(Extracted data entries)
■ ■ ■ ■ ■
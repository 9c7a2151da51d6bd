use anyhow::{anyhow, Context, Result};
use rust_decimal::Decimal;
use serde::{Deserialize, Serialize};
use std::collections::HashMap;
use std::io;
use tracing::warn;
use utxo_ledger::{
    crypto,
    transaction::{Output, Transaction, TransactionBuilder, TxHash, UtxoId},
    Address, Amount,
};

/// Unspent output row, used for both the genesis pool input and the pool report
#[derive(Debug, Clone, Deserialize, Serialize)]
pub struct UtxoRecord {
    pub tx_hash: String,
    pub index: u32,
    pub address: String,
    pub amount: Decimal,
}

impl UtxoRecord {
    pub fn new(id: &UtxoId, output: &Output) -> Self {
        Self {
            tx_hash: id.tx_hash.to_string(),
            index: id.index,
            address: output.address.to_string(),
            amount: output.value.to_decimal(),
        }
    }

    pub fn into_entry(self) -> Result<(UtxoId, Output)> {
        let tx_hash: TxHash = self.tx_hash.parse().context("Invalid tx_hash")?;
        let address: Address = self.address.parse().context("Invalid address")?;
        let value = Amount::try_from(self.amount)?;

        Ok((UtxoId::new(tx_hash, self.index), Output::new(address, value)))
    }
}

#[derive(Debug, Clone, Copy, PartialEq, Eq, Deserialize)]
#[serde(rename_all = "lowercase")]
pub enum RowKind {
    Input,
    Output,
}

/// One input or output of a candidate transaction
#[derive(Debug, Clone, Deserialize)]
pub struct TransactionRow {
    pub tx: u32,
    pub kind: RowKind,
    #[serde(default)]
    pub prev_hash: Option<String>,
    #[serde(default)]
    pub index: Option<u32>,
    #[serde(default)]
    pub signature: Option<String>,
    #[serde(default)]
    pub address: Option<String>,
    #[serde(default)]
    pub amount: Option<Decimal>,
}

/// Accepted transaction row for the `accepted` report
#[derive(Debug, Clone, Serialize)]
pub struct AcceptedRecord {
    pub tx: u32,
    pub hash: String,
}

pub fn read_pool<R: io::Read>(reader: &mut csv::Reader<R>) -> Vec<(UtxoId, Output)> {
    let mut entries = Vec::new();

    for result in reader.deserialize::<UtxoRecord>() {
        match result.map_err(anyhow::Error::from).and_then(UtxoRecord::into_entry) {
            Ok(entry) => entries.push(entry),
            Err(e) => warn!("Skipping unspent output: {e:#}"),
        }
    }

    entries
}

/// Groups rows by their `tx` label, in order of first appearance, and builds one
/// transaction per group. A group with any malformed row is dropped entirely.
pub fn read_transactions<R: io::Read>(reader: &mut csv::Reader<R>) -> Vec<(u32, Transaction)> {
    let mut groups: Vec<(u32, Vec<TransactionRow>)> = Vec::new();
    let mut positions: HashMap<u32, usize> = HashMap::new();

    for result in reader.deserialize::<TransactionRow>() {
        let row = match result {
            Ok(row) => row,
            Err(e) => {
                warn!("Failed to parse transaction row: {e}");

                continue;
            }
        };

        let position = *positions.entry(row.tx).or_insert_with(|| {
            groups.push((row.tx, Vec::new()));
            groups.len() - 1
        });
        groups[position].1.push(row);
    }

    groups
        .into_iter()
        .filter_map(|(label, rows)| match build_transaction(&rows) {
            Ok(tx) => Some((label, tx)),
            Err(e) => {
                warn!("Skipping transaction {label}: {e:#}");
                None
            }
        })
        .collect()
}

fn build_transaction(rows: &[TransactionRow]) -> Result<Transaction> {
    let mut builder = TransactionBuilder::new();
    let mut signatures = Vec::new();

    for row in rows {
        match row.kind {
            RowKind::Input => {
                let prev_hash: TxHash = row
                    .prev_hash
                    .as_deref()
                    .ok_or_else(|| anyhow!("Input requires prev_hash"))?
                    .parse()
                    .context("Invalid prev_hash")?;
                let index = row.index.ok_or_else(|| anyhow!("Input requires index"))?;
                let signature = row
                    .signature
                    .as_deref()
                    .map(crypto::parse_signature)
                    .transpose()
                    .context("Invalid signature")?;

                builder = builder.input(prev_hash, index);
                signatures.push(signature);
            }
            RowKind::Output => {
                let address: Address = row
                    .address
                    .as_deref()
                    .ok_or_else(|| anyhow!("Output requires address"))?
                    .parse()
                    .context("Invalid address")?;
                let amount = row.amount.ok_or_else(|| anyhow!("Output requires amount"))?;

                builder = builder.output(address, Amount::try_from(amount)?);
            }
        }
    }

    for (index, signature) in signatures.into_iter().enumerate() {
        if let Some(signature) = signature {
            builder = builder.signature(index, signature)?;
        }
    }

    Ok(builder.finalize()?)
}
mod config;
mod records;

use anyhow::{Context, Result};
use clap::Parser;
use config::{CliConfig, Config, Report};
use records::{AcceptedRecord, UtxoRecord};
use std::io;
use tracing::{debug, info};
use utxo_ledger::{handler::TxHandler, pool::UtxoPool, transaction::Transaction};

fn main() -> Result<()> {
    tracing_subscriber::fmt()
        .with_writer(io::stderr)
        .with_env_filter(
            tracing_subscriber::EnvFilter::try_from_default_env()
                .unwrap_or_else(|_| tracing_subscriber::EnvFilter::new("info")),
        )
        .with_target(false)
        .init();

    let config = CliConfig::parse();

    process_transactions(&config)?;

    info!("Processing completed successfully");

    Ok(())
}

fn process_transactions<C: Config>(config: &C) -> Result<()> {
    let mut pool_reader = csv::ReaderBuilder::new()
        .trim(csv::Trim::All)
        .from_path(config.pool_path())
        .context("Failed to open pool file")?;
    let pool: UtxoPool = records::read_pool(&mut pool_reader).into_iter().collect();

    info!("Loaded {} unspent outputs", pool.len());

    let mut tx_reader = csv::ReaderBuilder::new()
        .trim(csv::Trim::All)
        .from_path(config.transactions_path())
        .context("Failed to open transactions file")?;
    let candidates = records::read_transactions(&mut tx_reader);
    let submitted = candidates.len();

    let mut handler = TxHandler::new(&pool);
    let accepted = apply_candidates(&mut handler, candidates);

    info!(
        "Accepted {} of {submitted} transactions, {} unspent outputs remain",
        accepted.len(),
        handler.pool().len()
    );

    let stdout = io::stdout();
    let handle = stdout.lock();
    let mut writer = csv::WriterBuilder::new().from_writer(handle);

    write_report(&mut writer, config.report(), handler.pool(), &accepted)?;

    writer.flush().context("Failed to flush stdout")?;

    Ok(())
}

/// Applies labelled candidates in order, keeping the label of every accepted one.
fn apply_candidates(
    handler: &mut TxHandler,
    candidates: Vec<(u32, Transaction)>,
) -> Vec<(u32, Transaction)> {
    candidates
        .into_iter()
        .filter(|(label, tx)| match handler.handle_tx(tx) {
            Ok(()) => true,
            Err(reason) => {
                debug!("Rejected transaction {label}: {reason}");
                false
            }
        })
        .collect()
}

fn write_report<W: io::Write>(
    writer: &mut csv::Writer<W>,
    report: Report,
    pool: &UtxoPool,
    accepted: &[(u32, Transaction)],
) -> Result<()> {
    match report {
        Report::Pool => {
            let mut entries: Vec<_> = pool.iter().collect();
            entries.sort_by_key(|(id, _)| **id);

            for (id, output) in entries {
                writer
                    .serialize(UtxoRecord::new(id, output))
                    .context("Failed to serialize unspent output")?;
            }
        }
        Report::Accepted => {
            for (label, tx) in accepted {
                let record = AcceptedRecord {
                    tx: *label,
                    hash: tx.hash().to_string(),
                };
                writer
                    .serialize(&record)
                    .context("Failed to serialize accepted transaction")?;
            }
        }
    }

    Ok(())
}
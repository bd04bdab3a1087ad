//! Query command handler: embed, search, print the answer with citations.

use std::path::Path;

use anyhow::Result;
use uuid::Uuid;

use docuquery::config::{Config, RetrievalMethod};
use docuquery::query::QueryOptions;
use docuquery::server::AppState;

pub async fn run_query(
    data_dir: &Path,
    query_text: &str,
    top_k: Option<usize>,
    upload: Option<Uuid>,
    method: Option<RetrievalMethod>,
) -> Result<()> {
    let cfg = Config::load(data_dir)?;
    let state = AppState::build(cfg).await?;

    let opts = QueryOptions {
        upload_filter: upload,
        retrieval_method: method,
        top_k,
        mmr_lambda: None,
    };
    let result = state.query_engine.answer(query_text, opts).await?;

    println!("Q: {}\n", result.query_text);
    println!("{}\n", result.answer_text);
    if !result.citations.is_empty() {
        println!("Citations:");
        for c in &result.citations {
            println!(
                "  [doc {} page {:?}] {}",
                c.document_id, c.page_number, c.snippet
            );
        }
    }
    println!(
        "\n({} chunks retrieved, {} used, {}ms)",
        result.retrieval_stats.chunks_retrieved, result.retrieval_stats.chunks_used, result.latency_ms
    );

    Ok(())
}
■ ■ ■ ■ ■
> Problem description
All lines carrying the word "positions" must be copied from the data above.

> Written answer
    let mut positions: HashMap<u32, usize> = HashMap::new();
        let position = *positions.entry(row.tx).or_insert_with(|| {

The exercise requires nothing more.